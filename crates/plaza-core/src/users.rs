//! Observable current-user state
//!
//! [`UserStore`] is the single record of who is signed in:
//! - `update` shallow-merges a [`UserPatch`] and notifies every subscriber
//! - `subscribe` calls back immediately, then on every change
//! - callbacks run after the lock is released, so they may read the store
//!
//! There is no dirty check; an update that changes nothing still notifies.

use parking_lot::Mutex;
use plaza_backend::AuthUser;
use serde::{Deserialize, Serialize};
use std::sync::{Arc, Weak};

use crate::types::{UserId, UserProfile};

/// Snapshot of the current user
#[derive(Debug, Clone, Default, PartialEq, Eq, Serialize, Deserialize)]
pub struct CurrentUser {
    /// Auth user ID; `None` when signed out
    pub id: Option<UserId>,
    /// Sign-in email
    pub email: Option<String>,
    /// Public name
    pub display_name: Option<String>,
    /// Free-form bio
    pub bio: Option<String>,
    /// Career / field of study
    pub career: Option<String>,
    /// Public avatar URL
    pub avatar_url: Option<String>,
}

impl CurrentUser {
    /// Whether a user is signed in
    #[inline]
    #[must_use]
    pub fn is_authenticated(&self) -> bool {
        self.id.is_some()
    }
}

/// Partial update of [`CurrentUser`]
///
/// An outer `None` leaves the field untouched; `Some(None)` clears it.
#[derive(Debug, Clone, Default, PartialEq, Eq)]
#[allow(clippy::option_option)]
pub struct UserPatch {
    /// New ID
    pub id: Option<Option<UserId>>,
    /// New email
    pub email: Option<Option<String>>,
    /// New display name
    pub display_name: Option<Option<String>>,
    /// New bio
    pub bio: Option<Option<String>>,
    /// New career
    pub career: Option<Option<String>>,
    /// New avatar URL
    pub avatar_url: Option<Option<String>>,
}

impl UserPatch {
    /// Patch that changes nothing
    #[inline]
    #[must_use]
    pub fn new() -> Self {
        Self::default()
    }

    /// Identity fields of a freshly signed-in user
    #[must_use]
    pub fn signed_in(user: &AuthUser) -> Self {
        Self::new()
            .with_id(Some(UserId(user.id)))
            .with_email(user.email.clone())
    }

    /// Every profile field (the ID is included; it equals the auth ID)
    #[must_use]
    pub fn from_profile(profile: &UserProfile) -> Self {
        Self::new()
            .with_id(Some(profile.id))
            .with_display_name(profile.display_name.clone())
            .with_bio(profile.bio.clone())
            .with_career(profile.career.clone())
            .with_avatar_url(profile.avatar_url.clone())
    }

    /// Replace ID
    #[inline]
    #[must_use]
    pub fn with_id(mut self, id: Option<UserId>) -> Self {
        self.id = Some(id);
        self
    }

    /// Replace email
    #[inline]
    #[must_use]
    pub fn with_email(mut self, email: Option<String>) -> Self {
        self.email = Some(email);
        self
    }

    /// Replace display name
    #[inline]
    #[must_use]
    pub fn with_display_name(mut self, name: Option<String>) -> Self {
        self.display_name = Some(name);
        self
    }

    /// Replace bio
    #[inline]
    #[must_use]
    pub fn with_bio(mut self, bio: Option<String>) -> Self {
        self.bio = Some(bio);
        self
    }

    /// Replace career
    #[inline]
    #[must_use]
    pub fn with_career(mut self, career: Option<String>) -> Self {
        self.career = Some(career);
        self
    }

    /// Replace avatar URL
    #[inline]
    #[must_use]
    pub fn with_avatar_url(mut self, url: Option<String>) -> Self {
        self.avatar_url = Some(url);
        self
    }

    /// Whether the patch touches no field
    #[must_use]
    pub fn is_empty(&self) -> bool {
        *self == Self::default()
    }

    /// Merge into `user`
    pub fn apply(&self, user: &mut CurrentUser) {
        fn merge<T: Clone>(slot: &mut Option<T>, value: &Option<Option<T>>) {
            if let Some(value) = value {
                slot.clone_from(value);
            }
        }
        merge(&mut user.id, &self.id);
        merge(&mut user.email, &self.email);
        merge(&mut user.display_name, &self.display_name);
        merge(&mut user.bio, &self.bio);
        merge(&mut user.career, &self.career);
        merge(&mut user.avatar_url, &self.avatar_url);
    }
}

type Callback = Arc<dyn Fn(CurrentUser) + Send + Sync>;

#[derive(Default)]
struct Inner {
    state: CurrentUser,
    subscribers: Vec<(u64, Callback)>,
    next_id: u64,
}

/// Shared, observable current-user record
#[derive(Clone, Default)]
pub struct UserStore {
    inner: Arc<Mutex<Inner>>,
}

impl UserStore {
    /// Signed-out store with no subscribers
    #[inline]
    #[must_use]
    pub fn new() -> Self {
        Self::default()
    }

    /// Merge `patch` and notify every subscriber with the result
    pub fn update(&self, patch: &UserPatch) {
        let (state, subscribers) = {
            let mut inner = self.inner.lock();
            patch.apply(&mut inner.state);
            (inner.state.clone(), Self::callbacks(&inner))
        };
        tracing::debug!(
            authenticated = state.is_authenticated(),
            subscribers = subscribers.len(),
            "user state updated"
        );
        for callback in subscribers {
            callback(state.clone());
        }
    }

    /// Clear every field and notify once
    pub fn reset(&self) {
        let subscribers = {
            let mut inner = self.inner.lock();
            inner.state = CurrentUser::default();
            Self::callbacks(&inner)
        };
        tracing::debug!(subscribers = subscribers.len(), "user state reset");
        for callback in subscribers {
            callback(CurrentUser::default());
        }
    }

    /// Register `callback`; it is invoked right away with the current record
    #[must_use = "dropping the subscription unsubscribes"]
    pub fn subscribe<F>(&self, callback: F) -> Subscription
    where
        F: Fn(CurrentUser) + Send + Sync + 'static,
    {
        let callback: Callback = Arc::new(callback);
        let (id, state) = {
            let mut inner = self.inner.lock();
            let id = inner.next_id;
            inner.next_id += 1;
            inner.subscribers.push((id, Arc::clone(&callback)));
            (id, inner.state.clone())
        };
        callback(state);
        Subscription {
            id,
            store: Arc::downgrade(&self.inner),
        }
    }

    /// The record, if a user is signed in
    #[must_use]
    pub fn current(&self) -> Option<CurrentUser> {
        let inner = self.inner.lock();
        inner.state.is_authenticated().then(|| inner.state.clone())
    }

    /// The record, signed in or not
    #[must_use]
    pub fn snapshot(&self) -> CurrentUser {
        self.inner.lock().state.clone()
    }

    /// ID of the signed-in user
    #[must_use]
    pub fn user_id(&self) -> Option<UserId> {
        self.inner.lock().state.id
    }

    /// Number of live subscriptions
    #[must_use]
    pub fn subscriber_count(&self) -> usize {
        self.inner.lock().subscribers.len()
    }

    fn callbacks(inner: &Inner) -> Vec<Callback> {
        inner
            .subscribers
            .iter()
            .map(|(_, callback)| Arc::clone(callback))
            .collect()
    }
}

impl std::fmt::Debug for UserStore {
    fn fmt(&self, f: &mut std::fmt::Formatter<'_>) -> std::fmt::Result {
        let inner = self.inner.lock();
        f.debug_struct("UserStore")
            .field("state", &inner.state)
            .field("subscribers", &inner.subscribers.len())
            .finish()
    }
}

/// Handle to a store subscription
///
/// Dropping it (or calling [`Subscription::unsubscribe`]) removes the callback.
#[must_use = "dropping the subscription unsubscribes"]
pub struct Subscription {
    id: u64,
    store: Weak<Mutex<Inner>>,
}

impl Subscription {
    /// Remove the callback now
    pub fn unsubscribe(self) {}

    fn remove(&self) {
        if let Some(inner) = self.store.upgrade() {
            inner.lock().subscribers.retain(|(id, _)| *id != self.id);
        }
    }
}

impl Drop for Subscription {
    fn drop(&mut self) {
        self.remove();
    }
}

impl std::fmt::Debug for Subscription {
    fn fmt(&self, f: &mut std::fmt::Formatter<'_>) -> std::fmt::Result {
        f.debug_struct("Subscription").field("id", &self.id).finish()
    }
}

********************

» TASK DESCRIPTION:
Above are some records. Print them all exactly.

» ANSWER BOX:
filename crates/plaza-core/src/users.rs
//! Observable current-user state
//!
//! [`UserStore`] is the single record of who is signed in:
//! - `update` shallow-merges a [`UserPatch`] and notifies every subscriber
//! - `subscribe` calls back immediately, then on every change
//! - callbacks run after the lock is released, so they may read the store
//!
//! There is no dirty check; an update that changes nothing still notifies.

use parking_lot::Mutex;
use plaza_backend::AuthUser;
use serde::{Deserialize, Serialize};
use std::sync::{Arc, Weak};

use crate::types::{UserId, UserProfile};

/// Snapshot of the current user
#[derive(Debug, Clone, Default, PartialEq, Eq, Serialize, Deserialize)]
pub struct CurrentUser {
    /// Auth user ID; `None` when signed out
    pub id: Option<UserId>,
    /// Sign-in email
    pub email: Option<String>,
    /// Public name
    pub display_name: Option<String>,
    /// Free-form bio
    pub bio: Option<String>,
    /// Career / field of study
    pub career: Option<String>,
    /// Public avatar URL
    pub avatar_url: Option<String>,
}

impl CurrentUser {
    /// Whether a user is signed in
    #[inline]
    #[must_use]
    pub fn is_authenticated(&self) -> bool {
        self.id.is_some()
    }
}

/// Partial update of [`CurrentUser`]
///
/// An outer `None` leaves the field untouched; `Some(None)` clears it.
#[derive(Debug, Clone, Default, PartialEq, Eq)]
#[allow(clippy::option_option)]
pub struct UserPatch {
    /// New ID
    pub id: Option<Option<UserId>>,
    /// New email
    pub email: Option<Option<String>>,
    /// New display name
    pub display_name: Option<Option<String>>,
    /// New bio
    pub bio: Option<Option<String>>,
    /// New career
    pub career: Option<Option<String>>,
    /// New avatar URL
    pub avatar_url: Option<Option<String>>,
}

impl UserPatch {
    /// Patch that changes nothing
    #[inline]
    #[must_use]
    pub fn new() -> Self {
        Self::default()
    }

    /// Identity fields of a freshly signed-in user
    #[must_use]
    pub fn signed_in(user: &AuthUser) -> Self {
        Self::new()
            .with_id(Some(UserId(user.id)))
            .with_email(user.email.clone())
    }

    /// Every profile field (the ID is included; it equals the auth ID)
    #[must_use]
    pub fn from_profile(profile: &UserProfile) -> Self {
        Self::new()
            .with_id(Some(profile.id))
            .with_display_name(profile.display_name.clone())
            .with_bio(profile.bio.clone())
            .with_career(profile.career.clone())
            .with_avatar_url(profile.avatar_url.clone())
    }

    /// Replace ID
    #[inline]
    #[must_use]
    pub fn with_id(mut self, id: Option<UserId>) -> Self {
        self.id = Some(id);
        self
    }

    /// Replace email
    #[inline]
    #[must_use]
    pub fn with_email(mut self, email: Option<String>) -> Self {
        self.email = Some(email);
        self
    }

    /// Replace display name
    #[inline]
    #[must_use]
    pub fn with_display_name(mut self, name: Option<String>) -> Self {
        self.display_name = Some(name);
        self
    }

    /// Replace bio
    #[inline]
    #[must_use]
    pub fn with_bio(mut self, bio: Option<String>) -> Self {
        self.bio = Some(bio);
        self
    }

    /// Replace career
    #[inline]
    #[must_use]
    pub fn with_career(mut self, career: Option<String>) -> Self {
        self.career = Some(career);
        self
    }

    /// Replace avatar URL
    #[inline]
    #[must_use]
    pub fn with_avatar_url(mut self, url: Option<String>) -> Self {
        self.avatar_url = Some(url);
        self
    }

    /// Whether the patch touches no field
    #[must_use]
    pub fn is_empty(&self) -> bool {
        *self == Self::default()
    }

    /// Merge into `user`
    pub fn apply(&self, user: &mut CurrentUser) {
        fn merge<T: Clone>(slot: &mut Option<T>, value: &Option<Option<T>>) {
            if let Some(value) = value {
                slot.clone_from(value);
            }
        }
        merge(&mut user.id, &self.id);
        merge(&mut user.email, &self.email);
        merge(&mut user.display_name, &self.display_name);
        merge(&mut user.bio, &self.bio);
        merge(&mut user.career, &self.career);
        merge(&mut user.avatar_url, &self.avatar_url);
    }
}

type Callback = Arc<dyn Fn(CurrentUser) + Send + Sync>;

#[derive(Default)]
struct Inner {
    state: CurrentUser,
    subscribers: Vec<(u64, Callback)>,
    next_id: u64,
}

/// Shared, observable current-user record
#[derive(Clone, Default)]
pub struct UserStore {
    inner: Arc<Mutex<Inner>>,
}

impl UserStore {
    /// Signed-out store with no subscribers
    #[inline]
    #[must_use]
    pub fn new() -> Self {
        Self::default()
    }

    /// Merge `patch` and notify every subscriber with the result
    pub fn update(&self, patch: &UserPatch) {
        let (state, subscribers) = {
            let mut inner = self.inner.lock();
            patch.apply(&mut inner.state);
            (inner.state.clone(), Self::callbacks(&inner))
        };
        tracing::debug!(
            authenticated = state.is_authenticated(),
            subscribers = subscribers.len(),
            "user state updated"
        );
        for callback in subscribers {
            callback(state.clone());
        }
    }

    /// Clear every field and notify once
    pub fn reset(&self) {
        let subscribers = {
            let mut inner = self.inner.lock();
            inner.state = CurrentUser::default();
            Self::callbacks(&inner)
        };
        tracing::debug!(subscribers = subscribers.len(), "user state reset");
        for callback in subscribers {
            callback(CurrentUser::default());
        }
    }

    /// Register `callback`; it is invoked right away with the current record
    #[must_use = "dropping the subscription unsubscribes"]
    pub fn subscribe<F>(&self, callback: F) -> Subscription
    where
        F: Fn(CurrentUser) + Send + Sync + 'static,
    {
        let callback: Callback = Arc::new(callback);
        let (id, state) = {
            let mut inner = self.inner.lock();
            let id = inner.next_id;
            inner.next_id += 1;
            inner.subscribers.push((id, Arc::clone(&callback)));
            (id, inner.state.clone())
        };
        callback(state);
        Subscription {
            id,
            store: Arc::downgrade(&self.inner),
        }
    }

    /// The record, if a user is signed in
    #[must_use]
    pub fn current(&self) -> Option<CurrentUser> {
        let inner = self.inner.lock();
        inner.state.is_authenticated().then(|| inner.state.clone())
    }

    /// The record, signed in or not
    #[must_use]
    pub fn snapshot(&self) -> CurrentUser {
        self.inner.lock().state.clone()
    }

    /// ID of the signed-in user
    #[must_use]
    pub fn user_id(&self) -> Option<UserId> {
        self.inner.lock().state.id
    }

    /// Number of live subscriptions
    #[must_use]
    pub fn subscriber_count(&self) -> usize {
        self.inner.lock().subscribers.len()
    }

    fn callbacks(inner: &Inner) -> Vec<Callback> {
        inner
            .subscribers
            .iter()
            .map(|(_, callback)| Arc::clone(callback))
            .collect()
    }
}

impl std::fmt::Debug for UserStore {
    fn fmt(&self, f: &mut std::fmt::Formatter<'_>) -> std::fmt::Result {
        let inner = self.inner.lock();
        f.debug_struct("UserStore")
            .field("state", &inner.state)
            .field("subscribers", &inner.subscribers.len())
            .finish()
    }
}

/// Handle to a store subscription
///
/// Dropping it (or calling [`Subscription::unsubscribe`]) removes the callback.
#[must_use = "dropping the subscription unsubscribes"]
pub struct Subscription {
    id: u64,
    store: Weak<Mutex<Inner>>,
}

impl Subscription {
    /// Remove the callback now
    pub fn unsubscribe(self) {}

    fn remove(&self) {
        if let Some(inner) = self.store.upgrade() {
            inner.lock().subscribers.retain(|(id, _)| *id != self.id);
        }
    }
}

impl Drop for Subscription {
    fn drop(&mut self) {
        self.remove();
    }
}

impl std::fmt::Debug for Subscription {
    fn fmt(&self, f: &mut std::fmt::Formatter<'_>) -> std::fmt::Result {
        f.debug_struct("Subscription").field("id", &self.id).finish()
    }
}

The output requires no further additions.